After a search with our newfangled dial-up Internet, I found the number for The Daily Show’s studio. Enough “0” presses on the phone shot me to a receptionist, who listened patiently to my story (“I’m from White River High School in Buckley, Washington and I’m working on an important research project…”), then transferred me to the voicemail for Stewart’s publicist. I must have left that woman ten heavily-breathed messages with my interview request, none of which were returned. Because Jon Stewart had a wonderful publicist.
At the time I was indignant, but now I am overwhelmingly grateful that I was never let through to my fake news god. Not only did she shelter her client from a possible lunatic, she saved my self-respect. How could that conversation possibly have gone well? Suppose I was able to spit out whatever lame questions I had drafted without stuttering, stumbling, choking, or passing out. Well, there is no supposing in that scenario. Because I wasn’t trying to interview Stewart. I was trying to pitch my affection in the only way, at 17, I knew how. Thankfully there was a giant buffer keeping me, my hormones, and my wholly lack of self-awareness away from an innocent bystander. If I happened to meet Stewart nowadays, I could give him my dog-eared copy of Naked Pictures of Famous People to sign and share a laugh, without him getting skeezed out about my past as an unsuccessful stalker. First crushes are ugly and ridiculous and best left in whatever shithole town you graduated in.
Which is why, along with my great appreciation for good publicists, I thank Cheesus that I grew up without YouTube. Because this would have been the first lame tactic I tried to catch Stewart and Brosnan’s attention:
Yes, not only do today’s youth have instant access to porn, they also can amass enough video views to go viral and reach whatever celebrity they’re asking out to prom/the debutante ball/Aunt Lucille’s wake. Instead of celebrities being in our dreams and screens where they belong, now we can virtually “interact” with them. And unless they want to look out-of-touch and uptight, they have to play along. No one wants a Tweet firestorm about ignoring a sweet, lovelorn fan. All that stood between Jake Davidson and asking out supermodel Kate Upton was a Sony Handycam and a tripod, and bam! He’s on the Today show, eliciting an actual response from his muse.

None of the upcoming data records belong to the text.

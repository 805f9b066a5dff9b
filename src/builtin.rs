use crate::env::Environment;
use crate::interpreter::Factory;
use anyhow::{Context, Result};
use argh::{EarlyExit, FromArgs};
use std::env;
use std::fs;
use std::io::Write;
use std::path::PathBuf;

/// Built-in commands known to the interpreter at compile time.
///
/// Builtins are parsed using the [`argh`] crate (`FromArgs`) and executed
/// directly in-process without spawning a child process. They are
/// dispatched before the execution engine ever sees the command, and they
/// never touch the last-status value the `status` builtin reports.
pub(crate) trait BuiltinCommand: Sized + FromArgs {
    /// Canonical name of the command, e.g. "cd" or "status".
    fn name() -> &'static str;

    /// Executes the command using the provided output stream and
    /// environment.
    fn execute(self, stdout: &mut dyn Write, env: &mut Environment) -> Result<()>;
}

/// Object-safe trait for any builtin the dispatcher can run.
pub(crate) trait ExecutableCommand {
    /// Executes the command. Failures are reported on the output stream
    /// and recovered; only a broken output stream propagates.
    fn execute(self: Box<Self>, stdout: &mut dyn Write, env: &mut Environment) -> Result<()>;
}

impl<T: BuiltinCommand> ExecutableCommand for T {
    fn execute(self: Box<Self>, stdout: &mut dyn Write, env: &mut Environment) -> Result<()> {
        match T::execute(*self, stdout, env) {
            Ok(()) => Ok(()),
            Err(e) => {
                writeln!(stdout, "{:#}", e)?;
                Ok(())
            }
        }
    }
}

/// Fallback command produced when argument parsing stops early, e.g. for
/// `--help` or a malformed invocation. Prints what argh produced.
struct InvalidArgs {
    output: String,
}

impl ExecutableCommand for InvalidArgs {
    fn execute(self: Box<Self>, stdout: &mut dyn Write, _env: &mut Environment) -> Result<()> {
        writeln!(stdout, "{}", self.output.trim_end())?;
        Ok(())
    }
}

/// Factory that tries to create a builtin from a name and its arguments.
///
/// Returns `None` when the `name` is not this factory's builtin, leaving
/// the dispatcher to fall through to the execution engine.
pub(crate) trait CommandFactory {
    fn try_create(&self, name: &str, args: &[&str]) -> Option<Box<dyn ExecutableCommand>>;
}

impl<T: BuiltinCommand + 'static> CommandFactory for Factory<T> {
    fn try_create(&self, name: &str, args: &[&str]) -> Option<Box<dyn ExecutableCommand>> {
        if name == T::name() {
            Some(match T::from_args(&[name], args) {
                Ok(cmd) => Box::new(cmd),
                Err(EarlyExit { output, .. }) => Box::new(InvalidArgs { output }),
            })
        } else {
            None
        }
    }
}

#[derive(FromArgs)]
/// Leave the interpreter. Remaining background jobs are dropped without
/// waiting for them.
pub struct Exit {
    #[argh(positional, greedy)]
    /// ignored; an exit code argument is not supported.
    pub _args: Vec<String>,
}

impl BuiltinCommand for Exit {
    fn name() -> &'static str {
        "exit"
    }

    fn execute(self, _stdout: &mut dyn Write, env: &mut Environment) -> Result<()> {
        // The prompt loop owns shutdown so it can drain the job registry;
        // terminating the process here would skip that.
        env.should_exit = true;
        Ok(())
    }
}

#[derive(FromArgs)]
/// Change the current working directory.
/// If no target is provided, changes to the directory named by the HOME
/// environment variable.
pub struct Cd {
    #[argh(positional)]
    /// directory to switch to; absolute or relative to the current
    /// directory. Defaults to $HOME when omitted.
    pub target: Option<String>,
}

impl BuiltinCommand for Cd {
    fn name() -> &'static str {
        "cd"
    }

    fn execute(self, _stdout: &mut dyn Write, env: &mut Environment) -> Result<()> {
        let target = match &self.target {
            Some(t) if !t.is_empty() => PathBuf::from(t),
            _ => {
                if let Some(home) = env.home() {
                    PathBuf::from(home)
                } else {
                    return Err(anyhow::anyhow!("cd: no target and HOME not set"));
                }
            }
        };

        let new_dir = if target.is_absolute() {
            target
        } else {
            env.current_dir.join(target)
        };

        let canonical = fs::canonicalize(&new_dir)
            .with_context(|| format!("cd: can't canonicalize {}", new_dir.display()))?;

        env::set_current_dir(&canonical)
            .with_context(|| format!("cd: can't chdir to {}", canonical.display()))?;
        env.current_dir = canonical;
        Ok(())
    }
}

#[derive(FromArgs)]
/// Report how the last foreground command ended: its exit code, or the
/// signal that terminated it. Background commands never affect this.
pub struct Status {}

impl BuiltinCommand for Status {
    fn name() -> &'static str {
        "status"
    }

    fn execute(self, stdout: &mut dyn Write, env: &mut Environment) -> Result<()> {
        writeln!(stdout, "{}", env.last_status)?;
        Ok(())
    }
}

#[cfg(test)]
mod tests {
    use super::*;
    use crate::exec::ExitOutcome;
    use std::env as stdenv;
    use std::io;
    use std::sync::{Mutex, MutexGuard, OnceLock};
    use std::time::{SystemTime, UNIX_EPOCH};

    fn lock_current_dir() -> MutexGuard<'static, ()> {
        static MUTEX: OnceLock<Mutex<()>> = OnceLock::new();
        MUTEX.get_or_init(|| Mutex::new(())).lock().unwrap()
    }

    fn make_unique_temp_dir() -> io::Result<PathBuf> {
        let mut p = stdenv::temp_dir();
        let nanos = SystemTime::now()
            .duration_since(UNIX_EPOCH)
            .unwrap()
            .as_nanos();
        p.push(format!("jobshell_test_cd_{}_{}", std::process::id(), nanos));
        fs::create_dir_all(&p)?;
        Ok(p)
    }

    #[test]
    fn test_cd_to_absolute_path() {
        let _lock = lock_current_dir();
        let temp = make_unique_temp_dir().expect("failed to create temp dir");
        let canonical_temp = fs::canonicalize(&temp).expect("canonicalize failed");

        // save original cwd to restore later
        let orig = stdenv::current_dir().unwrap();
        let mut env = Environment::new();

        let cmd = Cd {
            target: Some(canonical_temp.to_string_lossy().to_string()),
        };
        let res = cmd.execute(&mut Vec::new(), &mut env);

        assert!(res.is_ok());
        assert_eq!(stdenv::current_dir().unwrap(), canonical_temp);
        assert_eq!(env.current_dir, canonical_temp);

        stdenv::set_current_dir(orig).expect("failed to restore cwd");
        let _ = fs::remove_dir_all(&temp);
    }

    #[test]
    fn test_cd_to_home_when_no_target() {
        let _lock = lock_current_dir();
        let orig = stdenv::current_dir().unwrap();
        let mut env = Environment::new();

        let home = match env.home() {
            Some(h) => PathBuf::from(h),
            None => return, // нечего проверять без HOME
        };

        let cmd = Cd { target: None };
        let res = cmd.execute(&mut Vec::new(), &mut env);

        assert!(res.is_ok());
        assert_eq!(
            fs::canonicalize(stdenv::current_dir().unwrap()).unwrap(),
            fs::canonicalize(&home).unwrap()
        );

        stdenv::set_current_dir(orig).expect("failed to restore cwd");
    }

    #[test]
    fn test_cd_to_missing_path_is_reported() {
        let _lock = lock_current_dir();
        let mut env = Environment::new();
        let cmd = Cd {
            target: Some("/definitely/not/a/real/path".to_string()),
        };
        let res = cmd.execute(&mut Vec::new(), &mut env);
        assert!(res.is_err());
    }

    #[test]
    fn test_status_reports_last_foreground_outcome() {
        let mut env = Environment::new();
        let mut out = Vec::new();
        Status {}.execute(&mut out, &mut env).unwrap();
        assert_eq!(String::from_utf8(out).unwrap(), "exit value 0\n");

        env.last_status = ExitOutcome::Signaled(15);
        let mut out = Vec::new();
        Status {}.execute(&mut out, &mut env).unwrap();
        assert_eq!(String::from_utf8(out).unwrap(), "terminated by signal 15\n");
    }

    #[test]
    fn test_exit_sets_flag_without_terminating() {
        let mut env = Environment::new();
        Exit { _args: vec![] }
            .execute(&mut Vec::new(), &mut env)
            .unwrap();
        assert!(env.should_exit);
    }

    #[test]
    fn test_factory_matches_by_name_only() {
        let factory = Factory::<Status>::default();
        assert!(factory.try_create("status", &[]).is_some());
        assert!(factory.try_create("stat", &[]).is_none());
    }

    #[test]
    fn test_factory_handles_bad_arguments() {
        // An unexpected flag stops argh early; the fallback command prints
        // the diagnostic instead of failing the dispatcher.
        let factory = Factory::<Cd>::default();
        let cmd = factory.try_create("cd", &["--bogus"]).unwrap();
        let mut env = Environment::new();
        let mut out = Vec::new();
        cmd.execute(&mut out, &mut env).unwrap();
        assert!(!out.is_empty());
    }
}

According to the latest reports, Upton is busy with bikini work and can’t make it to the dance. A decision I hope that Davidson will thank his lucky shaving nicks for in the next decade of life. Because if she’d said yes, she wouldn’t be going because he was irresistible and she wanted to have his babies and run away with him to a private island in the Bahamas. Her attendance would be charity and PR, like a day on ladle duty at the soup kitchen. Anything he thought to say to her would sound idiotic, because he speaks human and she’s on Planet Rich Supermodel. In the real world, celebrities don’t fall in love with the teenagers who jack off to them. And that’s a lesson to learn laughing at yourself, not with 2 million video viewers.
Keeping fantasy corralled away from awkward, pointless encounters is liberation. Be free, young ones—jerk off and dream big! No one can judge you in your own bedroom. Your gawkiness cannot be immortalized unless you cement your own sarcophagus. Kids, quit filming. Viewers, quit biting. Morning talk shows, I’m sure the cast of Celebrity Splash is free instead. And sexy superstars, please. Hire a fucking publicist.